A light in the darkness

By Stephen P. Spielberg, M.D., Ph.D.

You can never be quite the same again after a visit to Africa": Dr. James Strickler, dean emeritus of DMS, told me this before a recent trip that I made to Dar es Salaam, Tanzania. I had traveled extensively in Eastern and Western Europe, in Japan and Korea, and in the Middle East. Before my trip, I had reviewed data from the World Health Organization and UNICEF, as well as health status reports from the Tanzanian Ministry of Health. I had talked in depth with colleagues who had been to Tanzania many times. And I had met Dr. Kisali Pallangyo, principal of Muhimbili University College of Health Sciences (MUCHS), Dartmouth's partner in several Tanzania-based projects.

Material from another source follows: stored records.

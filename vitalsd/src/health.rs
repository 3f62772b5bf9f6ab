//! Component health registry
//!
//! Shared by the scheduler, pipeline and store writer; read by /health.
//! The health endpoint always answers 200, so this type never fails — it
//! only records.

use chrono::{DateTime, Utc};
use serde::Serialize;
use std::collections::BTreeMap;
use std::sync::atomic::{AtomicBool, AtomicU32, AtomicU64, Ordering};
use std::sync::RwLock;

#[derive(Debug, Clone, Default, Serialize)]
pub struct CollectorHealth {
    pub last_success_ts: Option<DateTime<Utc>>,
    pub last_error: Option<String>,
    pub disabled: bool,
}

#[derive(Debug, Clone, Serialize)]
pub struct HealthReport {
    pub scheduler: &'static str,
    pub store: &'static str,
    pub ring_buffer: &'static str,
    pub collectors: BTreeMap<String, CollectorHealth>,
    pub ticks_completed: u64,
    pub store_drops: u64,
    pub self_throttled: bool,
}

pub struct Health {
    scheduler_ok: AtomicBool,
    store_degraded: AtomicBool,
    consecutive_write_failures: AtomicU32,
    write_failure_threshold: u32,
    ticks_completed: AtomicU64,
    store_drops: AtomicU64,
    self_throttled: AtomicBool,
    ring_populated: AtomicBool,
    collectors: RwLock<BTreeMap<String, CollectorHealth>>,
}

impl Health {
    pub fn new(write_failure_threshold: u32) -> Self {
        Self {
            scheduler_ok: AtomicBool::new(false),
            store_degraded: AtomicBool::new(false),
            consecutive_write_failures: AtomicU32::new(0),
            write_failure_threshold: write_failure_threshold.max(1),
            ticks_completed: AtomicU64::new(0),
            store_drops: AtomicU64::new(0),
            self_throttled: AtomicBool::new(false),
            ring_populated: AtomicBool::new(false),
            collectors: RwLock::new(BTreeMap::new()),
        }
    }

    pub fn set_scheduler_ok(&self, ok: bool) {
        self.scheduler_ok.store(ok, Ordering::Relaxed);
    }

    pub fn record_tick(&self) {
        self.ticks_completed.fetch_add(1, Ordering::Relaxed);
        self.ring_populated.store(true, Ordering::Relaxed);
    }

    pub fn record_collector_success(&self, name: &str) {
        let mut collectors = self.collectors.write().unwrap();
        let entry = collectors.entry(name.to_string()).or_default();
        entry.last_success_ts = Some(Utc::now());
        entry.last_error = None;
    }

    pub fn record_collector_error(&self, name: &str, reason: &str) {
        let mut collectors = self.collectors.write().unwrap();
        let entry = collectors.entry(name.to_string()).or_default();
        entry.last_error = Some(reason.to_string());
    }

    pub fn mark_collector_disabled(&self, name: &str) {
        let mut collectors = self.collectors.write().unwrap();
        collectors.entry(name.to_string()).or_default().disabled = true;
    }

    pub fn record_store_ok(&self) {
        self.consecutive_write_failures.store(0, Ordering::Relaxed);
        self.store_degraded.store(false, Ordering::Relaxed);
    }

    /// Returns true when the failure pushed the store into degraded mode.
    pub fn record_store_failure(&self) -> bool {
        let failures = self.consecutive_write_failures.fetch_add(1, Ordering::Relaxed) + 1;
        if failures >= self.write_failure_threshold {
            let was = self.store_degraded.swap(true, Ordering::Relaxed);
            return !was;
        }
        false
    }

    pub fn store_degraded(&self) -> bool {
        self.store_degraded.load(Ordering::Relaxed)
    }

    pub fn record_store_drop(&self) {
        self.store_drops.fetch_add(1, Ordering::Relaxed);
    }

    pub fn mark_self_throttled(&self) {
        self.self_throttled.store(true, Ordering::Relaxed);
    }

    pub fn report(&self) -> HealthReport {
        HealthReport {
            scheduler: if self.scheduler_ok.load(Ordering::Relaxed) {
                "ok"
            } else {
                "stopped"
            },
            store: if self.store_degraded.load(Ordering::Relaxed) {
                "degraded"
            } else {
                "ok"
            },
            ring_buffer: if self.ring_populated.load(Ordering::Relaxed) {
                "ok"
            } else {
                "empty"
            },
            collectors: self.collectors.read().unwrap().clone(),
            ticks_completed: self.ticks_completed.load(Ordering::Relaxed),
            store_drops: self.store_drops.load(Ordering::Relaxed),
            self_throttled: self.self_throttled.load(Ordering::Relaxed),
        }
    }
}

Profound: But Dr. Strickler was right—nothing can prepare you for your first visit to Africa. I am still flooded with so many memories of the trip that it is hard for me to be dispassionate. It was such an intense experience that I found myself writing poetry on the flight home, unable to summarize in prose what I had seen—this by someone who had never before written a poem.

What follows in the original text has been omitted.